Hi David,
I don't think using randomise gains you anything. If a subject has no
responses of a given type, then that subject simply can't contribute any
information for *any* contrast involving that EV. Your only solution is
to construct higher level analyses using only the subjects that have
non-empty EVs on all the EVs that contribute to the contrast.

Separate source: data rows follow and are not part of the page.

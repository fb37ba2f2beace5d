use super::domain::{Account, AccountId};
use crate::marketplace::storage::RepositoryError;

/// Storage abstraction for accounts.
///
/// `insert` must reject a duplicate email with [`RepositoryError::Conflict`]
/// even when two requests race past the service-level pre-check; the store's
/// unique constraint is the actual invariant enforcer.
pub trait AccountRepository: Send + Sync {
    fn insert(&self, account: Account) -> Result<Account, RepositoryError>;
    fn update(&self, account: Account) -> Result<(), RepositoryError>;
    fn fetch(&self, id: &AccountId) -> Result<Option<Account>, RepositoryError>;
    /// Lookup by the stored (lowercased) email.
    fn fetch_by_email(&self, email: &str) -> Result<Option<Account>, RepositoryError>;
}
//! Account identity: registration, authentication, provider upgrades, and
//! profile maintenance.

pub mod domain;
pub mod password;
pub mod repository;
pub mod router;
pub mod service;
pub mod session;

#[cfg(test)]
mod tests;

pub use domain::{
    Account, AccountId, AccountRole, AccountStatus, AccountView, ClientDraft, ProfileUpdate,
    ProviderDetails, ProviderDraft, ProviderUpgrade, RegistrationDraft, SessionPrincipal,
};
pub use password::{Argon2CredentialHasher, CredentialHashError, CredentialHasher, PasswordWeakness};
pub use repository::AccountRepository;
pub use router::{identity_router, IdentityState};
pub use service::{IdentityError, IdentityService, UpgradeOutcome};
pub use session::{
    principal_from_headers, token_from_headers, SessionStore, SessionToken, SESSION_HEADER,
};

Note that if you have a single EV contrast such as 1 0 0, then including
any subject with an empty EV1 will result in a blank higher level
contrast. This is somewhat easy to detect because of the blank map.
However, if you have a contrast such as -1 0 1, then if only EV1 or EV3
is missing (but not both) in individual subjects, you'll get a non-blank
group map, but the result is still not interpretable since the data
wasn't available to form the true difference contrast for each subject.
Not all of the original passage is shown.